In the event the Committee determines that the price per share of
Common Stock under a Reload Option is one hundred percent (100%) of the Fair
Market Value of such a share on the date of grant of such option (or one hundred
ten percent (110%) of such Fair Market Value of a share under a grant to a Ten
Percent Shareholder), the Committee in its sole discretion may designate such
Reload Option as an Incentive Stock Option.
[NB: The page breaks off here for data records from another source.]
//! Validation of the engine against published reference totals.
//!
//! Cases live in `tests/fixtures/reference_cases.toml`; each is run through
//! the full engine and compared within the configured absolute tolerance.

use ghgi_core::config::EngineConfig;
use ghgi_core::units::{FactorUnit, Unit};
use ghgi_core::validation::{validate, validate_all, ReferenceCase, ValidationOutcome};
use ghgi_core::{
    calculate_gas_amounts, ActivityRecord, EmissionFactor, EmissionsEngine, Gas, GwpSet,
};
use rust_decimal::Decimal;
use rust_decimal_macros::dec;
use std::path::PathBuf;

fn fixture_path() -> PathBuf {
    PathBuf::from(env!("CARGO_MANIFEST_DIR")).join("tests/fixtures/reference_cases.toml")
}

fn load_cases() -> Vec<ReferenceCase> {
    ReferenceCase::from_path(fixture_path()).unwrap()
}

mod reference_fixture {
    use super::*;

    #[test]
    fn test_all_cases_pass_or_skip() {
        let cases = load_cases();
        assert_eq!(cases.len(), 7);

        let summary = validate_all(&cases, &EngineConfig::default()).unwrap();
        for (name, outcome) in &summary.outcomes {
            assert!(
                !matches!(outcome, ValidationOutcome::Fail { .. }),
                "{name}: {outcome:?}"
            );
        }
        assert_eq!(summary.passed(), 6);
        assert_eq!(summary.skipped(), 1);
    }

    #[test]
    fn test_missing_density_case_is_skipped() {
        let cases = load_cases();
        let biogas = cases.iter().find(|c| c.name.starts_with("biogas")).unwrap();
        let outcome = validate(biogas, &EngineConfig::default()).unwrap();
        assert_eq!(
            outcome,
            ValidationOutcome::Skipped {
                fuel_type: "fuel-type-biogas".to_string()
            }
        );

        // registering the density turns it into a regular calculation
        let config =
            EngineConfig::from_toml_str("[densities]\nfuel-type-biogas = \"1.15\"").unwrap();
        let outcome = validate(biogas, &config).unwrap();
        match outcome {
            ValidationOutcome::Fail { calculated_kg, .. } => {
                // 500 m3 * 1.15 kg/m3 * 1.9
                assert_eq!(calculated_kg, dec!(1092.5));
            }
            other => panic!("expected a mismatch against the placeholder, got {other:?}"),
        }
    }

    #[test]
    fn test_zero_tolerance_still_passes_exact_cases() {
        let config = EngineConfig::from_toml_str("tolerance_tonnes = 0").unwrap();
        let cases = load_cases();
        let exact = cases.iter().find(|c| c.name.starts_with("diesel")).unwrap();
        assert!(validate(exact, &config).unwrap().is_pass());
    }
}

mod engine_properties {
    use super::*;

    fn diesel(litres: Decimal) -> ActivityRecord {
        ActivityRecord::new()
            .with_quantity("fuel-consumption", litres, Unit::parse("L").unwrap())
            .with_classification("fuel-type", "fuel-type-diesel")
    }

    fn factors() -> Vec<EmissionFactor> {
        let per_litre = FactorUnit::parse("kg/L").unwrap();
        vec![
            EmissionFactor::new(Gas::CO2, dec!(2.68), per_litre.clone()).with_region("world"),
            EmissionFactor::new(Gas::CH4, dec!(0.0001), per_litre.clone()).with_region("world"),
            EmissionFactor::new(Gas::N2O, dec!(0.00001), per_litre).with_region("world"),
        ]
    }

    #[test]
    fn test_tolerance_conformance() {
        let result = calculate_gas_amounts(
            &diesel(dec!(1000)),
            "fuel-combustion-consumption",
            "I.1.1",
            &factors(),
        )
        .unwrap();
        let expected = dec!(2685.53);
        assert!((result.total_co2e_kg - expected).abs() <= dec!(10));
        assert_eq!(result.mass_kg(Gas::CO2), Some(dec!(2680)));
        assert_eq!(result.mass_kg(Gas::CH4), Some(dec!(0.1)));
        assert_eq!(result.mass_kg(Gas::N2O), Some(dec!(0.01)));
    }

    #[test]
    fn test_linear_in_activity() {
        let engine = EmissionsEngine::new();
        let single = engine
            .calculate(&diesel(dec!(1)), "fuel-combustion-consumption", "I.1.1", &factors())
            .unwrap();
        let many = engine
            .calculate(&diesel(dec!(250)), "fuel-combustion-consumption", "I.1.1", &factors())
            .unwrap();
        assert_eq!(many.total_co2e_kg, single.total_co2e_kg * dec!(250));
    }

    #[test]
    fn test_parallel_calculations_agree() {
        let engine = EmissionsEngine::new().with_gwp_set(GwpSet::AR5);
        let expected = engine
            .calculate(&diesel(dec!(1000)), "fuel-combustion-consumption", "I.1.1", &factors())
            .unwrap();

        std::thread::scope(|s| {
            let handles: Vec<_> = (0..4)
                .map(|_| {
                    s.spawn(|| {
                        engine
                            .calculate(
                                &diesel(dec!(1000)),
                                "fuel-combustion-consumption",
                                "I.1.1",
                                &factors(),
                            )
                            .unwrap()
                    })
                })
                .collect();
            for handle in handles {
                assert_eq!(handle.join().unwrap(), expected);
            }
        });
    }

    #[test]
    fn test_result_round_trips_through_json() {
        let result = calculate_gas_amounts(
            &diesel(dec!(1000)),
            "fuel-combustion-consumption",
            "I.1.1",
            &factors(),
        )
        .unwrap();
        let json = serde_json::to_string(&result).unwrap();
        let back: ghgi_core::EmissionsResult = serde_json::from_str(&json).unwrap();
        assert_eq!(back, result);
    }
}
Even if the shares of Common Stock which are issued upon exercise of
the Original Option are sold within one (l) year following the exercise of the
Original Option such that the sale constitutes a disqualifying disposition
Incentive Stock Option treatment under the Code, no provision of this Plan shall
be construed as prohibiting such a sale.
(i) Special Rule for Incentive Stock Options. With respect to
Incentive Stock Options granted under the Plan, the aggregate Fair Market Value
(determined as of the date Incentive Stock Options are granted) of the number of
shares with respect to which Incentive Stock Options are exercisable for the
first time by a Participant during any calendar year shall not exceed one
hundred thousand dollars ($100,000) or such other limits as may be required by
the Code.
(j) Incentive Stock Options. Notwithstanding anything in the Plan to
the contrary, no term of this Plan relating to Incentive Stock Options shall be
interpreted, amended, or altered, nor
-7-
<PAGE>
shall any discretion or authority granted under the Plan be so exercised, so as
to disqualify the Plan under Section 422 of the Code or, without the consent of
the Participant(s) affected, to disqualify any Incentive Stock Option under such
Section 422 of the Code. To the extent permitted under Section 422 of the Code
or applicable regulations thereunder or any applicable Internal Revenue Service
pronouncements:
(i) if a Participant's employment is terminated by reason of death or
Disability and the Incentive Stock Option by action of the Committee
becomes exercisable in whole or in part after the post-termination
period specified in Section 11(a) or 11(b), such Stock Option or
portion thereof shall be treated as a Nonqualified Stock Option;
(ii) if the exercise of an Incentive Stock Option is accelerated by
reason of a Change in Control (as defined in Section 14 below), such
that the holding period or term of exercise rules applicable to
Incentive Stock Options are not met, then such Incentive Stock Option
shall be treated as a Nonqualified Stock Option;
(iii) if the Committee so approves, an Incentive Stock Option exercise
may be made which exceeds the $100,000 limitation set forth in Section
7(i) above, with such excess to be treated as a Nonqualified Stock
Option; and
(iv) if the Committee so approves, the option term and the terms of
exercise of the Incentive Stock Option can be changed, with the
consent of the Participant, such that the Incentive Stock Option loses
its status as such under the Code, and the entire Stock Option is
treated as a Nonqualified Stock Option.
8. STOCK APPRECIATION RIGHTS
The grant of Stock Appreciation Rights under the Plan shall be subject
to the following terms and conditions, and shall contain such additional terms
and conditions, not inconsistent with the express terms of the Plan, as the
Committee shall deem desirable:
(a) Stock Appreciation Rights. A Stock Appreciation Right is an Award
entitling a Participant to receive an amount equal to the excess of the Fair
Market Value of a share of Common Stock on the date of exercise over the Fair
Market Value of a share of Common Stock on the date of grant of the Stock
Appreciation Right, (or such other lesser or greater price as may be set by the
Committee), multiplied by the number of shares of Common Stock with respect to
which the Stock Appreciation Right shall have been exercised.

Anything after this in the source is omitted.